The data collected for this study demonstrate in no uncertain terms that candidates with special education needs perform less well in SEC exams than other students. The data is consistent over the three years 2014-2016 and in the three selected subjects, namely Maltese, English and Mathematics.  Table A shows that the success rate of candidates with the identified conditions is less than half that of other candidates.

Table A: Cumulative data emerging from other three tables 

These figures do not prove conclusively that special need candidates perform less well than other candidates because of:

  1. either their innate conditions,
  2. or insufficient access support by the University.

It is reasonable to conclude that the results emerge from a combination of both factors.  However, parents of Dyslexia-ADHD candidates, for example, point to such data to claim that the University authorities do not help their children in any way when the latter’s spelling mistakes in language subjects are penalised to the same extent of other candidates when it is well known that Dyslexic students have an innate difficulty to spell correctly. As a result their performance in Maltese and English is 40% lower than other candidates’. In the process, parents argue, the University deprives these candidates the opportunity to pursue tertiary education when they possess the intellectual capacity to do so with profit.

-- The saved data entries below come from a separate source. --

// ==========================================
// Roster import - sheet rows and value coercion
// ==========================================
// Raw cells arrive untyped. The three coercions below are the
// only way converters read them, and none of them can fail:
// absent / empty / unrepresentable cells yield the caller's default.
// ==========================================

use std::collections::HashMap;
use std::fmt;

/// Tokens read as `true` by `coerce_bool` (compared lowercase)
const TRUTHY: [&str; 5] = ["1", "true", "si", "sí", "yes"];

// ==========================================
// CellValue
// ==========================================
#[derive(Debug, Clone, PartialEq)]
pub enum CellValue {
    Empty,
    Text(String),
    Int(i64),
    Float(f64),
    Bool(bool),
}

impl CellValue {
    /// Textual form used by string coercion; None when the cell carries nothing usable
    fn as_text(&self) -> Option<String> {
        let text = match self {
            CellValue::Empty => return None,
            CellValue::Text(s) => s.trim().to_string(),
            CellValue::Int(i) => i.to_string(),
            CellValue::Float(f) => format_float(*f)?,
            CellValue::Bool(b) => b.to_string(),
        };
        if text.is_empty() {
            None
        } else {
            Some(text)
        }
    }
}

impl fmt::Display for CellValue {
    fn fmt(&self, f: &mut fmt::Formatter<'_>) -> fmt::Result {
        match self.as_text() {
            Some(text) => f.write_str(&text),
            None => Ok(()),
        }
    }
}

impl From<&str> for CellValue {
    fn from(value: &str) -> Self {
        CellValue::Text(value.to_string())
    }
}

impl From<String> for CellValue {
    fn from(value: String) -> Self {
        CellValue::Text(value)
    }
}

impl From<i64> for CellValue {
    fn from(value: i64) -> Self {
        CellValue::Int(value)
    }
}

impl From<f64> for CellValue {
    fn from(value: f64) -> Self {
        CellValue::Float(value)
    }
}

impl From<bool> for CellValue {
    fn from(value: bool) -> Self {
        CellValue::Bool(value)
    }
}

/// Integral floats print without a fractional part (ids typed as numbers)
fn format_float(value: f64) -> Option<String> {
    if !value.is_finite() {
        return None;
    }
    if value.fract() == 0.0 && value.abs() < 1e15 {
        Some(format!("{}", value as i64))
    } else {
        Some(value.to_string())
    }
}

fn integral(value: f64) -> Option<i64> {
    if value.is_finite() && value.fract() == 0.0 && value.abs() < 9.2e18 {
        Some(value as i64)
    } else {
        None
    }
}

// ==========================================
// SheetRow
// ==========================================
#[derive(Debug, Clone, PartialEq)]
pub struct SheetRow {
    /// Spreadsheet row number (header is row 1)
    pub row_number: usize,
    cells: HashMap<String, CellValue>,
}

impl SheetRow {
    pub fn new(row_number: usize) -> Self {
        Self {
            row_number,
            cells: HashMap::new(),
        }
    }

    pub fn with_cell(mut self, column: impl Into<String>, value: impl Into<CellValue>) -> Self {
        self.insert(column, value);
        self
    }

    pub fn insert(&mut self, column: impl Into<String>, value: impl Into<CellValue>) {
        self.cells.insert(column.into(), value.into());
    }

    /// Column names present in this row, in no particular order
    pub fn columns(&self) -> impl Iterator<Item = &str> {
        self.cells.keys().map(String::as_str)
    }

    /// True when no cell carries a usable value
    pub fn is_blank(&self) -> bool {
        self.cells.values().all(|cell| cell.as_text().is_none())
    }

    /// Trimmed text; numbers are stringified
    pub fn coerce_string(&self, column: &str, default: &str) -> String {
        self.cells
            .get(column)
            .and_then(CellValue::as_text)
            .unwrap_or_else(|| default.to_string())
    }

    /// Like `coerce_string` with an empty default, mapped to None
    pub fn optional_string(&self, column: &str) -> Option<String> {
        self.cells.get(column).and_then(CellValue::as_text)
    }

    pub fn coerce_int(&self, column: &str, default: i64) -> i64 {
        match self.cells.get(column) {
            Some(CellValue::Int(i)) => *i,
            Some(CellValue::Float(f)) => integral(*f).unwrap_or(default),
            Some(CellValue::Text(s)) => {
                let s = s.trim();
                s.parse::<i64>()
                    .ok()
                    .or_else(|| s.parse::<f64>().ok().and_then(integral))
                    .unwrap_or(default)
            }
            _ => default,
        }
    }

    pub fn coerce_bool(&self, column: &str, default: bool) -> bool {
        match self.cells.get(column).and_then(CellValue::as_text) {
            Some(text) => TRUTHY.contains(&text.to_lowercase().as_str()),
            None => default,
        }
    }
}

#[cfg(test)]
mod tests {
    use super::*;

    fn row() -> SheetRow {
        SheetRow::new(2)
            .with_cell("ci", 4_567_890.0)
            .with_cell("name", "  Ana Quispe ")
            .with_cell("blank", "   ")
            .with_cell("empty", CellValue::Empty)
            .with_cell("nan", f64::NAN)
            .with_cell("frac", 2.5)
            .with_cell("district", " 7 ")
            .with_cell("district_float", "3.0")
            .with_cell("urban_si", "Sí")
            .with_cell("urban_yes", "YES")
            .with_cell("urban_no", "no")
            .with_cell("urban_one", 1_i64)
            .with_cell("urban_bool", true)
    }

    #[test]
    fn test_coerce_string_defaults() {
        let row = row();
        assert_eq!(row.coerce_string("missing", "x"), "x");
        assert_eq!(row.coerce_string("blank", "x"), "x");
        assert_eq!(row.coerce_string("empty", ""), "");
        assert_eq!(row.coerce_string("nan", "d"), "d");
        assert_eq!(row.optional_string("blank"), None);
    }

    #[test]
    fn test_coerce_string_numbers_and_trim() {
        let row = row();
        assert_eq!(row.coerce_string("ci", ""), "4567890");
        assert_eq!(row.coerce_string("frac", ""), "2.5");
        assert_eq!(row.coerce_string("name", ""), "Ana Quispe");
    }

    #[test]
    fn test_coerce_int() {
        let row = row();
        assert_eq!(row.coerce_int("district", 0), 7);
        assert_eq!(row.coerce_int("district_float", 0), 3);
        assert_eq!(row.coerce_int("ci", 0), 4_567_890);
        assert_eq!(row.coerce_int("frac", -1), -1);
        assert_eq!(row.coerce_int("name", -1), -1);
        assert_eq!(row.coerce_int("missing", 9), 9);
        assert_eq!(row.coerce_int("nan", 0), 0);
    }

    #[test]
    fn test_coerce_bool() {
        let row = row();
        assert!(row.coerce_bool("urban_si", false));
        assert!(row.coerce_bool("urban_yes", false));
        assert!(row.coerce_bool("urban_one", false));
        assert!(row.coerce_bool("urban_bool", false));
        assert!(!row.coerce_bool("urban_no", true));
        assert!(row.coerce_bool("missing", true));
        assert!(!row.coerce_bool("blank", false));
    }

    #[test]
    fn test_blank_row_detection() {
        let blank = SheetRow::new(3)
            .with_cell("a", "  ")
            .with_cell("b", CellValue::Empty);
        assert!(blank.is_blank());
        assert!(!row().is_blank());
    }
}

The Commissioner appreciates the good work the University is performing in this regard. He also endorses parents’ requests for better access arrangements that enable their children to sit for the national examinations on a truly level ground with other candidates. Parents repeatedly stressed to the Commissioner that they do not want their children to obtain de-valued University certificates. Neither do they want their children to take unfair advantages over other candidates They want the University authorities to treat their children as “Different But Equal” to other candidates.  One augurs that this study will contribute towards this end.

The Commissioner conducted this study under the Own-Initiative Investigation proviso of the Ombudsman Act of 1995 and in cognisance of the Education-Equal Opportunities (Persons with Disability) Act of 2000 CAP.413, the University’s Assessment Regulations of 2009, as well as its Guidelines to MATSEC Examinations ACCESS Arrangements, 2015.